*Work task*:
Please print only the top portion of the entries below, ending with the line that contains "every cell is", exactly as written.

*The data*:
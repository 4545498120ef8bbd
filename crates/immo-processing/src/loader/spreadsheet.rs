//! Spreadsheet input (xls, xlsx, xlsb, ods) through calamine.

use super::string_frame;
use crate::error::{CleaningError, Result};
use calamine::{Data, Reader, open_workbook_auto};
use polars::prelude::DataFrame;
use std::path::Path;
use tracing::debug;

/// Read the first sheet. The first row holds the column names; every cell is
/// kept as text and typed later by the corrector.
pub(crate) fn read_first_sheet(path: &Path) -> Result<DataFrame> {
    let mut workbook = open_workbook_auto(path)
        .map_err(|e| CleaningError::Spreadsheet(e.to_string()))?;

    let sheet_name = workbook
        .sheet_names()
        .first()
        .cloned()
        .ok_or_else(|| CleaningError::Spreadsheet("workbook has no sheets".to_string()))?;

    let range = workbook
        .worksheet_range(&sheet_name)
        .map_err(|e| CleaningError::Spreadsheet(e.to_string()))?;

    let mut rows = range.rows();
    let Some(header_row) = rows.next() else {
        return Ok(DataFrame::empty());
    };

    let headers: Vec<String> = header_row
        .iter()
        .enumerate()
        .map(|(idx, cell)| match cell_text(cell) {
            Some(name) => name,
            None => format!("column_{}", idx),
        })
        .collect();

    let mut columns: Vec<Vec<Option<String>>> = vec![Vec::new(); headers.len()];
    for row in rows {
        for (idx, column) in columns.iter_mut().enumerate() {
            column.push(row.get(idx).and_then(cell_text));
        }
    }

    debug!(
        "Sheet '{}': {} columns, {} rows",
        sheet_name,
        headers.len(),
        columns.first().map(Vec::len).unwrap_or(0)
    );

    string_frame(headers, columns)
}

fn cell_text(cell: &Data) -> Option<String> {
    match cell {
        Data::Empty => None,
        Data::String(s) => {
            let trimmed = s.trim();
            (!trimmed.is_empty()).then(|| trimmed.to_string())
        }
        other => Some(other.to_string()),
    }
}
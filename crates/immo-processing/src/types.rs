//! Result types shared by the pipeline, the report and the CLI.

use crate::quality::ColumnQuality;
use crate::reporting::ExportOutcome;
use polars::prelude::DataFrame;
use serde::{Deserialize, Serialize};

/// Outcome of a pipeline run.
#[derive(Debug, Clone)]
pub struct PipelineResult {
    /// Final table. Empty when the input held no usable rows.
    pub dataframe: DataFrame,
    /// Where the table was written, when it was.
    pub export: Option<ExportOutcome>,
    /// Human-readable audit trail of every action taken.
    pub processing_steps: Vec<String>,
    pub summary: PipelineSummary,
    /// Column quality of the table handed to the pipeline.
    pub quality_before: Vec<ColumnQuality>,
    /// Column quality of the final table.
    pub quality_after: Vec<ColumnQuality>,
}

impl PipelineResult {
    /// True when the run produced at least one row.
    pub fn has_data(&self) -> bool {
        self.dataframe.height() > 0
    }
}

/// Row and column counts at each stage of a run.
///
/// # Example
///
/// ```rust,ignore
/// let result = pipeline.run()?;
/// let summary = &result.summary;
/// println!(
///     "{} listings -> {} properties in {}ms",
///     summary.rows_loaded, summary.rows_after, summary.duration_ms
/// );
/// ```
#[derive(Debug, Clone, Default, PartialEq, Serialize, Deserialize)]
pub struct PipelineSummary {
    /// Total execution time in milliseconds.
    pub duration_ms: u64,

    /// Rows read by the loader.
    pub rows_loaded: usize,
    /// Rows left after deduplication.
    pub rows_after_dedup: usize,
    /// Rows left after error correction.
    pub rows_after_correction: usize,
    /// Rows in the final table.
    pub rows_after: usize,

    /// Columns read by the loader.
    pub columns_before: usize,
    /// Columns in the final table.
    pub columns_after: usize,

    /// Source rows merged into another row by deduplication.
    pub duplicates_merged: usize,
    /// Rows removed by the corrector (no price, no postal code, projects).
    pub rows_removed: usize,
    /// Ordinal code columns added by the normalizer.
    pub code_columns_added: usize,
    /// `-1` sentinels turned back into nulls.
    pub sentinels_restored: usize,

    /// Warnings and notes generated during the run.
    pub warnings: Vec<String>,
}

impl PipelineSummary {
    pub fn new() -> Self {
        Self::default()
    }

    /// Add a warning to the summary.
    pub fn add_warning(&mut self, warning: impl Into<String>) {
        self.warnings.push(warning.into());
    }

    /// Share of loaded rows that survived, as a percentage.
    pub fn retention_percentage(&self) -> f32 {
        if self.rows_loaded == 0 {
            0.0
        } else {
            (self.rows_after as f32 / self.rows_loaded as f32) * 100.0
        }
    }
}

#[cfg(test)]
mod tests {
    use super::*;

    #[test]
    fn test_retention_percentage() {
        let summary = PipelineSummary {
            rows_loaded: 200,
            rows_after: 150,
            ..Default::default()
        };
        assert_eq!(summary.retention_percentage(), 75.0);
        assert_eq!(PipelineSummary::new().retention_percentage(), 0.0);
    }

    #[test]
    fn test_summary_serialization() {
        let mut summary = PipelineSummary::new();
        summary.add_warning("Input produced no rows");
        let json = serde_json::to_string(&summary).unwrap();
        assert!(json.contains("rows_after_dedup"));
        assert!(json.contains("Input produced no rows"));
    }
}
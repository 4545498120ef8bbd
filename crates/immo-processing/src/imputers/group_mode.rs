//! Mode-by-group imputation.

use crate::error::Result;
use crate::utils::{column_as_strings, deterministic_mode, require_columns};
use polars::prelude::*;
use std::collections::HashMap;

/// Replaces every value of a target column by the most frequent value among
/// the rows sharing the same key.
///
/// Used to canonicalize free-text place names against the postal code:
/// "Bruxelles", "BRUSSEL" and "Brussels" under 1000 all become the value that
/// occurs most often for 1000. Ties resolve to the lexicographically smallest
/// value. Groups without a single known value are left as they are, and so
/// are rows whose key is null or one of the ignored placeholder keys.
#[derive(Debug, Clone)]
pub struct GroupModeImputer {
    key: String,
    target: String,
    ignored_keys: Vec<String>,
}

impl GroupModeImputer {
    pub fn new(key: impl Into<String>, target: impl Into<String>) -> Self {
        Self {
            key: key.into(),
            target: target.into(),
            ignored_keys: Vec::new(),
        }
    }

    /// Treat `key` as "no key": such rows neither vote nor get rewritten.
    pub fn ignore_key(mut self, key: impl ToString) -> Self {
        self.ignored_keys.push(key.to_string());
        self
    }

    fn is_grouped(&self, key: &Option<String>) -> bool {
        key.as_ref().is_some_and(|k| !self.ignored_keys.contains(k))
    }

    /// Mode of the target column for each key value.
    pub fn group_modes(&self, df: &DataFrame) -> Result<HashMap<Option<String>, String>> {
        require_columns(df, &[&self.key, &self.target])?;
        let keys = column_as_strings(df, &self.key)?;
        let values = column_as_strings(df, &self.target)?;

        let mut grouped: HashMap<Option<String>, Vec<&str>> = HashMap::new();
        for (key, value) in keys.iter().zip(&values) {
            if !self.is_grouped(key) {
                continue;
            }
            if let Some(value) = value.as_deref() {
                grouped.entry(key.clone()).or_default().push(value);
            }
        }

        Ok(grouped
            .into_iter()
            .filter_map(|(key, values)| deterministic_mode(values).map(|mode| (key, mode)))
            .collect())
    }

    /// Apply the per-group mode in place. Returns the number of changed cells.
    pub fn apply(&self, df: &mut DataFrame, processing_steps: &mut Vec<String>) -> Result<usize> {
        let modes = self.group_modes(df)?;
        let keys = column_as_strings(df, &self.key)?;
        let values = column_as_strings(df, &self.target)?;

        let mut changed = 0;
        let canonical: Vec<Option<String>> = keys
            .iter()
            .zip(values)
            .map(|(key, value)| match modes.get(key) {
                Some(mode) => {
                    if value.as_deref() != Some(mode.as_str()) {
                        changed += 1;
                    }
                    Some(mode.clone())
                }
                None => value,
            })
            .collect();

        df.replace(&self.target, Series::new(self.target.as_str().into(), canonical))?;

        if changed > 0 {
            processing_steps.push(format!(
                "Canonicalized {} '{}' values to the most frequent value per '{}' ({} groups)",
                changed,
                self.target,
                self.key,
                modes.len()
            ));
        }

        Ok(changed)
    }
}
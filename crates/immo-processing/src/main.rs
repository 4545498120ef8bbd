//! CLI entry point for the listings cleaning pipeline.

use anyhow::{Context, Result};
use clap::{Parser, ValueEnum};
use immo_processing::{
    CleaningConfig, CleaningConfigBuilder, CleaningReport, Pipeline, PipelineResult,
    PostcodePolicy, ProjectListingPolicy,
};
use std::path::PathBuf;
use tracing::{info, warn};

/// CLI-compatible postal code policy enum
#[derive(Debug, Clone, Copy, ValueEnum)]
enum CliPostcodePolicy {
    /// Drop rows whose postal code has no leading digits
    Drop,
    /// Keep them with -1 as postal code
    Sentinel,
}

impl From<CliPostcodePolicy> for PostcodePolicy {
    fn from(cli: CliPostcodePolicy) -> Self {
        match cli {
            CliPostcodePolicy::Drop => PostcodePolicy::Drop,
            CliPostcodePolicy::Sentinel => PostcodePolicy::Sentinel,
        }
    }
}

#[derive(Parser, Debug)]
#[command(
    version,
    about = "Property listings cleaning pipeline",
    long_about = "Deduplicates, corrects and normalizes a raw scrape of property listings.\n\n\
                  EXAMPLES:\n  \
                  # Defaults: data/properties.csv -> data/cleaned_properties.csv\n  \
                  immo-processing\n\n  \
                  # Explicit paths, keep unparseable postal codes as -1\n  \
                  immo-processing -i raw.xlsx -o out/clean.csv --postcode-policy sentinel\n\n  \
                  # Settings from a file, with a JSON report next to the CSV\n  \
                  immo-processing --config cleaning.json --emit-report"
)]
struct Args {
    /// Raw listings file (csv, tsv, json, parquet, xls/xlsx/ods, xml)
    #[arg(short, long)]
    input: Option<PathBuf>,

    /// Destination CSV file
    #[arg(short, long)]
    output: Option<PathBuf>,

    /// JSON configuration file; flags given on the command line win
    #[arg(short, long)]
    config: Option<PathBuf>,

    /// Keep only HOUSE and APARTMENT listings
    #[arg(long)]
    drop_projects: bool,

    /// What to do with postal codes that have no leading digits
    #[arg(long, value_enum)]
    postcode_policy: Option<CliPostcodePolicy>,

    /// Leave missing bedroom and bathroom counts as -1
    #[arg(long)]
    no_room_inference: bool,

    /// Add a region column derived from the postal code
    #[arg(long)]
    with_region: bool,

    /// Write nulls instead of -1 placeholders
    #[arg(long)]
    restore_missing: bool,

    /// Write a JSON report as <output>_report.json
    #[arg(short = 'r', long)]
    emit_report: bool,

    /// Print the run summary as JSON instead of text
    #[arg(long)]
    json: bool,

    /// Log level (trace, debug, info, warn, error)
    #[arg(short, long, default_value = "info")]
    log_level: String,

    /// Only show warnings, errors and the final result
    #[arg(short, long)]
    quiet: bool,
}

/// Initialize the tracing subscriber for logging.
///
/// `RUST_LOG` takes precedence over `--log-level`. With `--json` nothing is
/// logged so stdout only carries the summary.
fn init_logging(level: &str, quiet: bool, json_output: bool) {
    if json_output {
        return;
    }

    use tracing_subscriber::EnvFilter;

    let effective_level = if quiet { "warn" } else { level };

    let filter =
        EnvFilter::try_from_default_env().unwrap_or_else(|_| EnvFilter::new(effective_level));

    tracing_subscriber::fmt()
        .with_env_filter(filter)
        .with_target(false)
        .init();
}

/// Merge the configuration file (or defaults) with command line overrides.
fn build_config(args: &Args) -> Result<CleaningConfig> {
    let base = match &args.config {
        Some(path) => CleaningConfig::from_json_file(path)
            .with_context(|| format!("Failed to read configuration {}", path.display()))?,
        None => CleaningConfig::default(),
    };

    let mut builder = CleaningConfigBuilder::from_config(base);

    if let Some(input) = &args.input {
        builder = builder.input_path(input);
    }
    if let Some(output) = &args.output {
        builder = builder.output_path(output);
    }
    if args.drop_projects {
        builder = builder.project_listings(ProjectListingPolicy::Drop);
    }
    if let Some(policy) = args.postcode_policy {
        builder = builder.postcode_policy(policy.into());
    }
    if args.no_room_inference {
        builder = builder.infer_room_counts(false);
    }
    if args.with_region {
        builder = builder.add_region(true);
    }
    if args.restore_missing {
        builder = builder.restore_missing(true);
    }

    let mut config = builder.build()?;
    if args.emit_report && config.report_path.is_none() {
        config.report_path = Some(CleaningReport::default_path(&config.output_path));
    }
    Ok(config)
}

fn main() -> Result<()> {
    let args = Args::parse();

    init_logging(&args.log_level, args.quiet, args.json);

    let config = build_config(&args)?;
    info!(
        "Cleaning {} -> {}",
        config.input_path.display(),
        config.output_path.display()
    );

    let pipeline = Pipeline::builder()
        .config(config.clone())
        .on_progress(|update| {
            tracing::debug!("[{:.0}%] {}", update.progress * 100.0, update.message);
        })
        .build()?;

    let result = pipeline.run()?;

    if args.json {
        println!("{}", serde_json::to_string_pretty(&result.summary)?);
    } else {
        print_human_readable_summary(&result, &config);
    }

    if !result.has_data() {
        warn!("Run finished without data");
    }

    Ok(())
}

/// Print a human-readable summary of the run.
fn print_human_readable_summary(result: &PipelineResult, config: &CleaningConfig) {
    let summary = &result.summary;

    println!();
    println!("{}", "=".repeat(80));
    println!("CLEANING COMPLETE");
    println!("{}", "=".repeat(80));
    println!();

    println!(
        "Input:  {} ({} rows x {} columns)",
        config.input_path.display(),
        summary.rows_loaded,
        summary.columns_before
    );
    match &result.export {
        Some(export) => println!(
            "Output: {} ({} rows x {} columns)",
            export.path.display(),
            export.rows,
            export.columns
        ),
        None => println!("Output: nothing written"),
    }
    if let Some(report) = &config.report_path
        && result.export.is_some()
    {
        println!("Report: {}", report.display());
    }
    println!();

    println!("Processing Summary:");
    println!("  Duration: {}ms", summary.duration_ms);
    println!(
        "  Rows: {} loaded -> {} after dedup -> {} after correction -> {} final",
        summary.rows_loaded,
        summary.rows_after_dedup,
        summary.rows_after_correction,
        summary.rows_after
    );
    println!(
        "  Merged: {} duplicates, removed: {} rows ({:.1}% retained)",
        summary.duplicates_merged,
        summary.rows_removed,
        summary.retention_percentage()
    );
    println!(
        "  Columns: {} -> {} ({} code columns added)",
        summary.columns_before, summary.columns_after, summary.code_columns_added
    );
    println!();

    if !result.processing_steps.is_empty() {
        println!("Actions Taken:");
        for step in result.processing_steps.iter().take(10) {
            println!("  - {}", step);
        }
        if result.processing_steps.len() > 10 {
            println!(
                "  ... and {} more actions",
                result.processing_steps.len() - 10
            );
        }
        println!();
    }

    if !summary.warnings.is_empty() {
        println!("Warnings:");
        for warning in &summary.warnings {
            println!("  ! {}", warning);
        }
        println!();
    }

    println!("Use --json for machine-readable output");
    println!("Use --emit-report to save detailed JSON report");
    println!("{}", "=".repeat(80));
}
//! Categorical normalization.
//!
//! Maps categorical text columns to ordinal codes using fixed
//! [`CodeTable`]s. Each table adds a `<source>Normalize` `Int64` column next
//! to the untouched source column. Optionally derives a `region` column from
//! the postal code, and can turn `-1` sentinels back into nulls for
//! statistical use.

mod region;
mod tables;

pub use region::{REGION_COLUMN, Region};
pub use tables::{
    BUILDING_CONDITION, CodeTable, EPC_SCORE, FLOOD_ZONE_TYPE, HEATING_TYPE, KITCHEN_TYPE,
    NORMALIZED_SUFFIX, NormalizationTables,
};

use crate::config::CleaningConfig;
use crate::error::Result;
use crate::imputers::NOT_RECORDED;
use crate::utils::{column_as_f64, column_as_strings, has_column};
use polars::prelude::*;
use tracing::{debug, error, info, warn};

/// Adds ordinal code columns to a corrected table.
#[derive(Debug, Clone)]
pub struct Normalizer {
    tables: NormalizationTables,
    region_from: Option<String>,
}

impl Default for Normalizer {
    fn default() -> Self {
        Self::new(NormalizationTables::default())
    }
}

impl Normalizer {
    pub fn new(tables: NormalizationTables) -> Self {
        Self {
            tables,
            region_from: None,
        }
    }

    /// Normalizer configured from the cleaning options.
    pub fn from_config(config: &CleaningConfig, tables: NormalizationTables) -> Self {
        let normalizer = Self::new(tables);
        if config.add_region {
            normalizer.with_region(&config.columns.postcode)
        } else {
            normalizer
        }
    }

    /// Also derive a `region` column from the given postal code column.
    pub fn with_region(mut self, postcode_column: impl Into<String>) -> Self {
        self.region_from = Some(postcode_column.into());
        self
    }

    /// Normalize, logging failures and returning an empty table instead.
    pub fn normalize(&self, df: DataFrame) -> DataFrame {
        match self.try_normalize(df) {
            Ok((result, _)) => result,
            Err(e) => {
                error!("Normalization failed: {}", e);
                DataFrame::empty()
            }
        }
    }

    /// Normalize and return the list of actions taken.
    pub fn try_normalize(&self, mut df: DataFrame) -> Result<(DataFrame, Vec<String>)> {
        let mut steps = Vec::new();
        if df.height() == 0 {
            return Ok((df, steps));
        }

        for table in self.tables.iter() {
            if !has_column(&df, table.source) {
                warn!("Column '{}' not found, skipping its code table", table.source);
                continue;
            }

            let values = column_as_strings(&df, table.source)?;
            let codes: Vec<i64> = values.iter().map(|v| table.code(v.as_deref())).collect();
            let unmapped = values
                .iter()
                .flatten()
                .filter(|v| !v.trim().is_empty() && !is_known(table, v))
                .count();

            let target = table.target();
            df.with_column(Series::new(target.as_str().into(), codes))?;
            steps.push(format!("Normalized '{}' into '{}'", table.source, target));
            if unmapped > 0 {
                debug!(
                    "{} values of '{}' are not in its code table, coded as {}",
                    unmapped, table.source, NOT_RECORDED
                );
            }
        }

        if let Some(postcode_column) = &self.region_from {
            self.add_region(&mut df, postcode_column, &mut steps)?;
        }

        info!(
            "Normalization: {} code columns added",
            steps.iter().filter(|s| s.starts_with("Normalized")).count()
        );
        Ok((df, steps))
    }

    fn add_region(
        &self,
        df: &mut DataFrame,
        postcode_column: &str,
        steps: &mut Vec<String>,
    ) -> Result<()> {
        if !has_column(df, postcode_column) {
            warn!("Column '{}' not found, no region added", postcode_column);
            return Ok(());
        }

        let regions: Vec<&str> = column_as_f64(df, postcode_column)?
            .into_iter()
            .map(|code| {
                code.map(|c| Region::from_postcode(c as i64))
                    .unwrap_or(Region::Unknown)
                    .as_str()
            })
            .collect();

        df.with_column(Series::new(REGION_COLUMN.into(), regions))?;
        steps.push(format!("Derived '{}' from '{}'", REGION_COLUMN, postcode_column));
        Ok(())
    }

    /// Replace `-1` sentinels with nulls in every numeric column.
    ///
    /// Integer columns become `Int64`, float columns `Float64`. Returns the
    /// table and the number of cells restored.
    pub fn restore_missing(mut df: DataFrame) -> Result<(DataFrame, usize)> {
        let mut restored = 0;
        let names: Vec<String> = df
            .get_column_names()
            .into_iter()
            .map(|s| s.to_string())
            .collect();

        for name in &names {
            let series = df.column(name)?.as_materialized_series().clone();
            let dtype = series.dtype().clone();

            let replaced = if dtype.is_integer() {
                let values: Vec<Option<i64>> = series
                    .cast(&DataType::Int64)?
                    .i64()?
                    .into_iter()
                    .map(|v| v.filter(|x| *x != NOT_RECORDED))
                    .collect();
                Series::new(name.as_str().into(), values)
            } else if dtype.is_float() {
                let values: Vec<Option<f64>> = series
                    .cast(&DataType::Float64)?
                    .f64()?
                    .into_iter()
                    .map(|v| v.filter(|x| *x != NOT_RECORDED as f64))
                    .collect();
                Series::new(name.as_str().into(), values)
            } else {
                continue;
            };

            let count = replaced.null_count() - series.null_count();
            if count > 0 {
                restored += count;
                df.replace(name, replaced)?;
            }
        }

        debug!("Restored {} sentinel values to null", restored);
        Ok((df, restored))
    }
}

/// Text present as a key of the table (after trimming).
fn is_known(table: &CodeTable, value: &str) -> bool {
    let value = value.trim();
    table.entries.iter().any(|(text, _)| *text == value)
}
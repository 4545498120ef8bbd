//! Input loading.
//!
//! Reads the raw listings file into a DataFrame. The format is picked from
//! the file extension. [`Loader::load`] never fails: a missing, empty,
//! unreadable or unsupported file is logged and yields an empty table so the
//! rest of the pipeline can decide what to do with "no data".

mod spreadsheet;
mod xml;

use crate::error::{CleaningError, Result};
use polars::prelude::*;
use std::fs::File;
use std::path::Path;
use tracing::{debug, error, info, warn};

/// Input formats recognised by extension.
#[derive(Debug, Clone, Copy, PartialEq, Eq)]
pub enum FileFormat {
    Csv,
    Tsv,
    Json,
    Parquet,
    Spreadsheet,
    Xml,
}

impl FileFormat {
    /// Map a path to its format, case-insensitively.
    pub fn from_path(path: &Path) -> Option<Self> {
        let ext = path.extension()?.to_str()?.to_ascii_lowercase();
        match ext.as_str() {
            "csv" => Some(Self::Csv),
            "txt" | "tsv" => Some(Self::Tsv),
            "json" => Some(Self::Json),
            "parquet" => Some(Self::Parquet),
            "xls" | "xlsx" | "xlsb" | "ods" => Some(Self::Spreadsheet),
            "xml" => Some(Self::Xml),
            _ => None,
        }
    }
}

/// Reads tabular files into DataFrames.
pub struct Loader;

impl Loader {
    /// Load a file, degrading every failure to an empty DataFrame.
    pub fn load(path: impl AsRef<Path>) -> DataFrame {
        let path = path.as_ref();
        match Self::try_load(path) {
            Ok(df) => df,
            Err(e) if e.is_input_error() => {
                warn!("{}", e);
                DataFrame::empty()
            }
            Err(e) => {
                error!("Failed to read {}: {}", path.display(), e);
                DataFrame::empty()
            }
        }
    }

    /// Load a file, reporting why it could not be read.
    pub fn try_load(path: impl AsRef<Path>) -> Result<DataFrame> {
        let path = path.as_ref();

        let metadata = match std::fs::metadata(path) {
            Ok(m) => m,
            Err(e) if e.kind() == std::io::ErrorKind::NotFound => {
                return Err(CleaningError::FileNotFound(path.to_path_buf()));
            }
            Err(e) => return Err(e.into()),
        };
        if metadata.len() == 0 {
            return Err(CleaningError::EmptyFile(path.to_path_buf()));
        }

        let format = FileFormat::from_path(path).ok_or_else(|| {
            CleaningError::UnsupportedFormat(
                path.extension()
                    .map(|e| format!(".{}", e.to_string_lossy()))
                    .unwrap_or_default(),
            )
        })?;
        debug!("Reading {} as {:?}", path.display(), format);

        let df = match format {
            FileFormat::Csv => read_delimited(path, b',')?,
            FileFormat::Tsv => read_delimited(path, b'\t')?,
            FileFormat::Json => JsonReader::new(File::open(path)?).finish()?,
            FileFormat::Parquet => ParquetReader::new(File::open(path)?).finish()?,
            FileFormat::Spreadsheet => spreadsheet::read_first_sheet(path)?,
            FileFormat::Xml => xml::read_records(path)?,
        };

        if df.height() == 0 {
            return Err(CleaningError::NoRows(path.to_path_buf()));
        }

        info!("Loaded {} ({} rows)", path.display(), df.height());
        Ok(df)
    }
}

/// Read a delimited text file.
///
/// Type inference can trip on scraped columns whose first rows look numeric;
/// the fallback reads every column as text and lets the corrector coerce.
fn read_delimited(path: &Path, separator: u8) -> Result<DataFrame> {
    let read = |infer: Option<usize>| -> PolarsResult<DataFrame> {
        CsvReadOptions::default()
            .with_has_header(true)
            .with_infer_schema_length(infer)
            .with_parse_options(
                CsvParseOptions::default()
                    .with_separator(separator)
                    .with_quote_char(Some(b'"')),
            )
            .try_into_reader_with_file_path(Some(path.to_path_buf()))?
            .finish()
    };

    match read(Some(1000)) {
        Ok(df) => Ok(df),
        Err(e) => {
            debug!("Typed read failed ({}), retrying with text columns", e);
            Ok(read(Some(0))?)
        }
    }
}

/// Assemble a DataFrame of string columns from a header row and cells.
pub(crate) fn string_frame(
    headers: Vec<String>,
    columns: Vec<Vec<Option<String>>>,
) -> Result<DataFrame> {
    let columns: Vec<Column> = headers
        .into_iter()
        .zip(columns)
        .map(|(name, values)| Series::new(name.into(), values).into_column())
        .collect();
    Ok(DataFrame::new(columns)?)
}

#[cfg(test)]
mod tests {
    use super::*;
    use std::io::Write;
    use tempfile::TempDir;

    fn write_file(dir: &TempDir, name: &str, content: &str) -> std::path::PathBuf {
        let path = dir.path().join(name);
        let mut file = File::create(&path).unwrap();
        file.write_all(content.as_bytes()).unwrap();
        path
    }

    #[test]
    fn test_format_detection() {
        assert_eq!(FileFormat::from_path(Path::new("a.CSV")), Some(FileFormat::Csv));
        assert_eq!(FileFormat::from_path(Path::new("a.txt")), Some(FileFormat::Tsv));
        assert_eq!(
            FileFormat::from_path(Path::new("a.xlsx")),
            Some(FileFormat::Spreadsheet)
        );
        assert_eq!(FileFormat::from_path(Path::new("a.docx")), None);
        assert_eq!(FileFormat::from_path(Path::new("noext")), None);
    }

    #[test]
    fn test_load_csv() {
        let dir = TempDir::new().unwrap();
        let path = write_file(&dir, "p.csv", "price,postCode\n300000,1000\n250000,1050\n");
        let df = Loader::load(&path);
        assert_eq!(df.height(), 2);
        assert_eq!(df.width(), 2);
    }

    #[test]
    fn test_load_tab_delimited_txt() {
        let dir = TempDir::new().unwrap();
        let path = write_file(&dir, "p.txt", "price\tlocality\n1\tGENT\n");
        let df = Loader::load(&path);
        assert_eq!(df.height(), 1);
        assert!(df.column("locality").is_ok());
    }

    #[test]
    fn test_load_json_records() {
        let dir = TempDir::new().unwrap();
        let path = write_file(
            &dir,
            "p.json",
            r#"[{"price": 1, "locality": "GENT"}, {"price": 2, "locality": "LIEGE"}]"#,
        );
        let df = Loader::load(&path);
        assert_eq!(df.height(), 2);
    }

    #[test]
    fn test_missing_file_is_empty() {
        let df = Loader::load("does/not/exist.csv");
        assert_eq!(df.height(), 0);
        assert!(matches!(
            Loader::try_load("does/not/exist.csv"),
            Err(CleaningError::FileNotFound(_))
        ));
    }

    #[test]
    fn test_zero_byte_file_is_empty() {
        let dir = TempDir::new().unwrap();
        let path = write_file(&dir, "empty.csv", "");
        assert_eq!(Loader::load(&path).height(), 0);
        assert!(matches!(
            Loader::try_load(&path),
            Err(CleaningError::EmptyFile(_))
        ));
    }

    #[test]
    fn test_unsupported_extension_is_empty() {
        let dir = TempDir::new().unwrap();
        let path = write_file(&dir, "p.docx", "whatever");
        assert_eq!(Loader::load(&path).height(), 0);
        assert!(matches!(
            Loader::try_load(&path),
            Err(CleaningError::UnsupportedFormat(ext)) if ext == ".docx"
        ));
    }

    #[test]
    fn test_header_only_csv_is_empty() {
        let dir = TempDir::new().unwrap();
        let path = write_file(&dir, "p.csv", "price,postCode\n");
        assert_eq!(Loader::load(&path).height(), 0);
    }

    #[test]
    fn test_load_parquet() {
        let dir = TempDir::new().unwrap();
        let path = dir.path().join("p.parquet");
        let mut df = df! {
            "price" => [300000.0, 250000.0, 199000.0],
            "locality" => ["GENT", "LIEGE", "NAMUR"],
        }
        .unwrap();
        ParquetWriter::new(File::create(&path).unwrap())
            .finish(&mut df)
            .unwrap();

        let loaded = Loader::try_load(&path).unwrap();
        assert_eq!(loaded.height(), 3);
        assert_eq!(loaded.get_column_names_str(), vec!["price", "locality"]);
        assert_eq!(
            loaded.column("locality").unwrap().as_materialized_series().str().unwrap().get(2),
            Some("NAMUR")
        );
    }

    #[test]
    fn test_load_workbook() {
        let path = Path::new(env!("CARGO_MANIFEST_DIR"))
            .join("tests")
            .join("fixtures")
            .join("properties.xlsx");
        let df = Loader::load(&path);
        assert_eq!(df.height(), 3);
        assert!(df.column("postCode").is_ok());
    }

    #[test]
    fn test_corrupt_parquet_is_empty() {
        let dir = TempDir::new().unwrap();
        let path = write_file(&dir, "p.parquet", "not parquet at all");
        assert_eq!(Loader::load(&path).height(), 0);
    }
}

*Result of this task*:
repository 4545498120ef8bbd
filename crates/immo-processing/src/loader/spreadsheet.rs
//! Spreadsheet input (xls, xlsx, xlsb, ods) through calamine.

use super::string_frame;
use crate::error::{CleaningError, Result};
use calamine::{Data, Reader, open_workbook_auto};
use polars::prelude::DataFrame;
use std::path::Path;
use tracing::debug;

/// Read the first sheet. The first row holds the column names; every cell is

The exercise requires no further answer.